* **EXERCISE MATERIAL**
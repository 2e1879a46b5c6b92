// src/http/transport.rs
//! One GET, no policy. Status classification and retries live in the executor.

use std::sync::RwLock;
use std::time::Duration;

use reqwest::header::{HeaderMap, RETRY_AFTER};
use reqwest::{Client, Url};

#[derive(Debug, Clone)]
pub struct RawResponse {
    pub status: u16,
    /// Raw `Retry-After` header value, if any.
    pub retry_after: Option<String>,
    pub body: Vec<u8>,
}

impl RawResponse {
    pub fn new(status: u16, body: impl Into<Vec<u8>>) -> Self {
        Self {
            status,
            retry_after: None,
            body: body.into(),
        }
    }

    pub fn with_retry_after(mut self, v: &str) -> Self {
        self.retry_after = Some(v.to_string());
        self
    }
}

#[derive(Debug, Clone, PartialEq, Eq)]
pub enum TransportError {
    Timeout,
    Failed(String),
}

#[async_trait::async_trait]
pub trait HttpTransport: Send + Sync {
    async fn get(&self, url: &Url, headers: HeaderMap) -> Result<RawResponse, TransportError>;

    /// Release pooled connections. Requests issued afterwards fail.
    fn shutdown(&self) {}
}

/// Production transport backed by a pooled `reqwest::Client`.
pub struct ReqwestTransport {
    client: RwLock<Option<Client>>,
}

impl ReqwestTransport {
    pub fn new() -> anyhow::Result<Self> {
        let client = Client::builder()
            .user_agent(concat!("saas-event-poller/", env!("CARGO_PKG_VERSION")))
            .connect_timeout(Duration::from_secs(10))
            .timeout(Duration::from_secs(60))
            .tcp_keepalive(Duration::from_secs(30))
            .pool_idle_timeout(Duration::from_secs(90))
            .build()?;
        Ok(Self::from_client(client))
    }

    pub fn from_client(client: Client) -> Self {
        Self {
            client: RwLock::new(Some(client)),
        }
    }

    fn client(&self) -> Option<Client> {
        match self.client.read() {
            Ok(guard) => guard.clone(),
            Err(poisoned) => poisoned.into_inner().clone(),
        }
    }
}

#[async_trait::async_trait]
impl HttpTransport for ReqwestTransport {
    async fn get(&self, url: &Url, headers: HeaderMap) -> Result<RawResponse, TransportError> {
        let Some(client) = self.client() else {
            return Err(TransportError::Failed("transport shut down".into()));
        };

        let resp = client
            .get(url.clone())
            .headers(headers)
            .send()
            .await
            .map_err(map_reqwest_err)?;

        let status = resp.status().as_u16();
        let retry_after = resp
            .headers()
            .get(RETRY_AFTER)
            .and_then(|v| v.to_str().ok())
            .map(str::to_string);
        let body = resp.bytes().await.map_err(map_reqwest_err)?.to_vec();

        Ok(RawResponse {
            status,
            retry_after,
            body,
        })
    }

    fn shutdown(&self) {
        // Dropping the last client handle closes its idle pool.
        let taken = match self.client.write() {
            Ok(mut guard) => guard.take(),
            Err(poisoned) => poisoned.into_inner().take(),
        };
        drop(taken);
    }
}

fn map_reqwest_err(e: reqwest::Error) -> TransportError {
    if e.is_timeout() {
        TransportError::Timeout
    } else {
        TransportError::Failed(e.to_string())
    }
}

* **WHAT IS NEEDED**
Find the line with "self.retry_after = Some(v.to_string());" in the entries above. Retype it and each line after it, exactly, through the line with "pub fn from_client(client: Client)", and stop there.

* **RESULT BELOW**
        self.retry_after = Some(v.to_string());
        self
    }
}

#[derive(Debug, Clone, PartialEq, Eq)]
pub enum TransportError {
    Timeout,
    Failed(String),
}

#[async_trait::async_trait]
pub trait HttpTransport: Send + Sync {
    async fn get(&self, url: &Url, headers: HeaderMap) -> Result<RawResponse, TransportError>;

    /// Release pooled connections. Requests issued afterwards fail.
    fn shutdown(&self) {}
}

/// Production transport backed by a pooled `reqwest::Client`.
pub struct ReqwestTransport {
    client: RwLock<Option<Client>>,
}

impl ReqwestTransport {
    pub fn new() -> anyhow::Result<Self> {
        let client = Client::builder()
            .user_agent(concat!("saas-event-poller/", env!("CARGO_PKG_VERSION")))
            .connect_timeout(Duration::from_secs(10))
            .timeout(Duration::from_secs(60))
            .tcp_keepalive(Duration::from_secs(30))
            .pool_idle_timeout(Duration::from_secs(90))
            .build()?;
        Ok(Self::from_client(client))
    }

    pub fn from_client(client: Client) -> Self {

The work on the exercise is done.